Show all lines of the listing that hold the word "impl".

[SOURCE INFORMATION]:
━━━━━━━━━━━━━━━━

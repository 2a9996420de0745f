use async_trait::async_trait;
use resolve_application::ports::TargetSource;
use resolve_domain::{DomainError, Target};
use tokio::io::{AsyncBufRead, AsyncBufReadExt, BufReader, Stdin};

/// Targets read lazily, one line at a time, from any buffered reader.
///
/// Lines are only pulled when the dispatcher asks for the next target, so a
/// slow producer on stdin is consumed at the pace lookups complete. Lines
/// that are not valid UTF-8 are decoded lossily, the same as file input.
pub struct LineStreamSource<R> {
    label: String,
    reader: R,
    buf: Vec<u8>,
}

impl<R> LineStreamSource<R>
where
    R: AsyncBufRead + Unpin + Send,
{
    pub fn new(label: impl Into<String>, reader: R) -> Self {
        Self {
            label: label.into(),
            reader,
            buf: Vec::with_capacity(256),
        }
    }
}

impl LineStreamSource<BufReader<Stdin>> {
    pub fn stdin() -> Self {
        Self::new("stdin", BufReader::new(tokio::io::stdin()))
    }
}

#[async_trait]
impl<R> TargetSource for LineStreamSource<R>
where
    R: AsyncBufRead + Unpin + Send,
{
    async fn next_target(&mut self) -> Result<Option<Target>, DomainError> {
        loop {
            self.buf.clear();
            let read = self
                .reader
                .read_until(b'\n', &mut self.buf)
                .await
                .map_err(|e| DomainError::TargetSourceError {
                    source_name: self.label.clone(),
                    message: e.to_string(),
                })?;

            if read == 0 {
                return Ok(None);
            }

            if let Some(target) = Target::from_line(&String::from_utf8_lossy(&self.buf)) {
                return Ok(Some(target));
            }
        }
    }

    fn describe(&self) -> &str {
        &self.label
    }
}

━━━━━━━━━━━━━━━━

[EXERCISE RESPONSE]:
impl<R> LineStreamSource<R>
    pub fn new(label: impl Into<String>, reader: R) -> Self {
impl LineStreamSource<BufReader<Stdin>> {
impl<R> TargetSource for LineStreamSource<R>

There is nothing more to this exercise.